Use Case 2: An instance with Forensics + Other Services Selected
Assign the builtin Reader role and the custom roles (refer Steps to Create a Custom Role in Azure) for each of the services selected during setting up the instance. Custom roles for each service can be found under section Custom Role.
For example, if the instance has forensics + DLP selected, assign the builtin Reader role along with a custom role and permissions required for both these services:
{
"properties": {
"roleName": "forensic-dlp-custom-role",
"description": "custom role for forensics and DLP",
"permissions": [
{
"actions": [
"Microsoft.Storage/storageAccounts/listkeys/action",
"Microsoft.Storage/storageAccounts/blobServices/containers/write",
"Microsoft.Storage/storageAccounts/blobServices/write",
"Microsoft.Storage/storageAccounts/read",
"Microsoft.EventGrid/eventSubscriptions/write",
"Microsoft.EventGrid/eventSubscriptions/delete"
],
"notActions": [],
"dataActions": [],
"notDataActions": []
}
],
"assignableScopes": [
"/subscriptions/<subscription_id>"
]
}
}
Custom Roles
Refer to section Steps to create a custom role in Azure on steps to create a custom role.
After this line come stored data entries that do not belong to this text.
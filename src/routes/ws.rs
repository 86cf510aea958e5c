// WebSocket stream of published records

use axum::{
    extract::{
        State,
        ws::{Message, WebSocket, WebSocketUpgrade},
    },
    response::IntoResponse,
};
use bytes::Bytes;
use std::sync::Arc;
use std::sync::atomic::{AtomicUsize, Ordering};
use tokio::sync::broadcast;
use tokio::time::{Duration, timeout};

use super::AppState;
use crate::models::DerivedMetrics;

pub(super) const WS_PING_INTERVAL: Duration = Duration::from_secs(30);
pub(super) const WS_SEND_TIMEOUT: Duration = Duration::from_secs(10);

/// Decrements the /ws/metrics connection count on drop (connect = +1, drop = -1).
struct WsConnectionGuard(Arc<AtomicUsize>);

impl Drop for WsConnectionGuard {
    fn drop(&mut self) {
        self.0.fetch_sub(1, Ordering::Relaxed);
    }
}

pub(super) async fn ws_metrics(
    ws: WebSocketUpgrade,
    State(state): State<AppState>,
) -> impl IntoResponse {
    let tx = state.metrics_tx.clone();
    let conn_count = state.ws_connections.clone();
    ws.on_upgrade(move |socket| async move {
        let mut rx = tx.subscribe();
        if let Err(e) = stream_metrics(socket, &mut rx, conn_count).await {
            tracing::info!("Metrics stream error: {}", e);
        }
    })
}

async fn send_text(socket: &mut WebSocket, json: String) -> bool {
    matches!(
        timeout(WS_SEND_TIMEOUT, socket.send(Message::Text(json.into()))).await,
        Ok(Ok(()))
    )
}

async fn stream_metrics(
    mut socket: WebSocket,
    rx: &mut broadcast::Receiver<DerivedMetrics>,
    conn_count: Arc<AtomicUsize>,
) -> anyhow::Result<()> {
    conn_count.fetch_add(1, Ordering::Relaxed);
    let _guard = WsConnectionGuard(conn_count);
    tracing::info!("Client connected to metrics stream");

    let mut ping_interval = tokio::time::interval(WS_PING_INTERVAL);
    ping_interval.set_missed_tick_behavior(tokio::time::MissedTickBehavior::Skip);
    loop {
        tokio::select! {
            result = rx.recv() => {
                match result {
                    Ok(record) => {
                        let json = serde_json::to_string(&record)?;
                        if !send_text(&mut socket, json).await {
                            break;
                        }
                    }
                    Err(broadcast::error::RecvError::Lagged(n)) => {
                        tracing::warn!("WebSocket /ws/metrics client lagged, skipped {} records", n);
                    }
                    Err(broadcast::error::RecvError::Closed) => break,
                }
            }
            _ = ping_interval.tick() => {
                let r = timeout(WS_SEND_TIMEOUT, socket.send(Message::Ping(Bytes::new()))).await;
                if !matches!(r, Ok(Ok(()))) {
                    break;
                }
            }
        }
    }
    tracing::info!("Client disconnected from metrics stream");
    Ok(())
}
Custom roles to be used along with the builtin Reader role based on the services selected:
-
Forensics
{ "properties": { "roleName": "custom-forensics-role", "description": "Custom role for forensics in addition to the builtin Reader role", "permissions": [ { "actions": [ "Microsoft.Storage/storageAccounts/blobServices/containers/write", "Microsoft.Storage/storageAccounts/listkeys/action", "Microsoft.Storage/storageAccounts/blobServices/write" ], "notActions": [], "dataActions": [], "notDataActions": [] } ], "assignableScopes": [ "/subscriptions/<subscription_id>" ] } }
-
DLP
{ "properties": { "roleName": "custom-dlp-role", "description": "Custom role for Storage Scan in addition to the builtin Reader role", "permissions": [ { "actions": [ "Microsoft.EventGrid/eventSubscriptions/write", "Microsoft.Storage/storageAccounts/listkeys/action", "Microsoft.EventGrid/eventSubscriptions/delete" ], "notActions": [], "dataActions": [], "notDataActions": [] } ], "assignableScopes": [ "/subscriptions/<subscription_id>" ] } }
-
Threat Protection
{ "properties": { "roleName": "custom-dlp-role", "description": "Custom role for Storage Scan in addition to the builtin Reader role", "permissions": [ { "actions": [ "Microsoft.EventGrid/eventSubscriptions/write", "Microsoft.Storage/storageAccounts/listkeys/action", "Microsoft.EventGrid/eventSubscriptions/delete" ], "notActions": [], "dataActions": [], "notDataActions": [] } ], "assignableScopes": [ "/subscriptions/<subscription_id>" ] } }
-
Security Assessment
{ "properties": { "roleName": "Netskope CSA Custom Role", "description": "Netskope CSA", "permissions": [ { "actions": [ "Microsoft.Web/sites/config/list/action", "Microsoft.Network/networkWatchers/queryFlowLogStatus/action" ], "notActions": [], "dataActions": [], "notDataActions": [] } ], "assignableScopes": [ "/subscriptions/<subscription_id>" ] } }
Steps to Create a Custom Role in Azure
-
Prepare the JSON file for the required role definition.
-
In the Azure portal, open a management group, subscription, or resource group where you want the custom role to be assignable and then open Access control (IAM).
-
Click Add and then click Add custom role.
This opens the custom roles editor.
-
On the Basics tab, in Baseline permissions, select Start from JSON.
-
Next to the Select a file box, click the folder button to open the Open dialog box.
-
Select the JSON file and then click Open.
-
In the Custom role name box, specify a name for the custom role.
-
In the Description box, specify an optional description for the custom role.
-
Click “Review + create” to review the role, and finally click Create to create the custom role.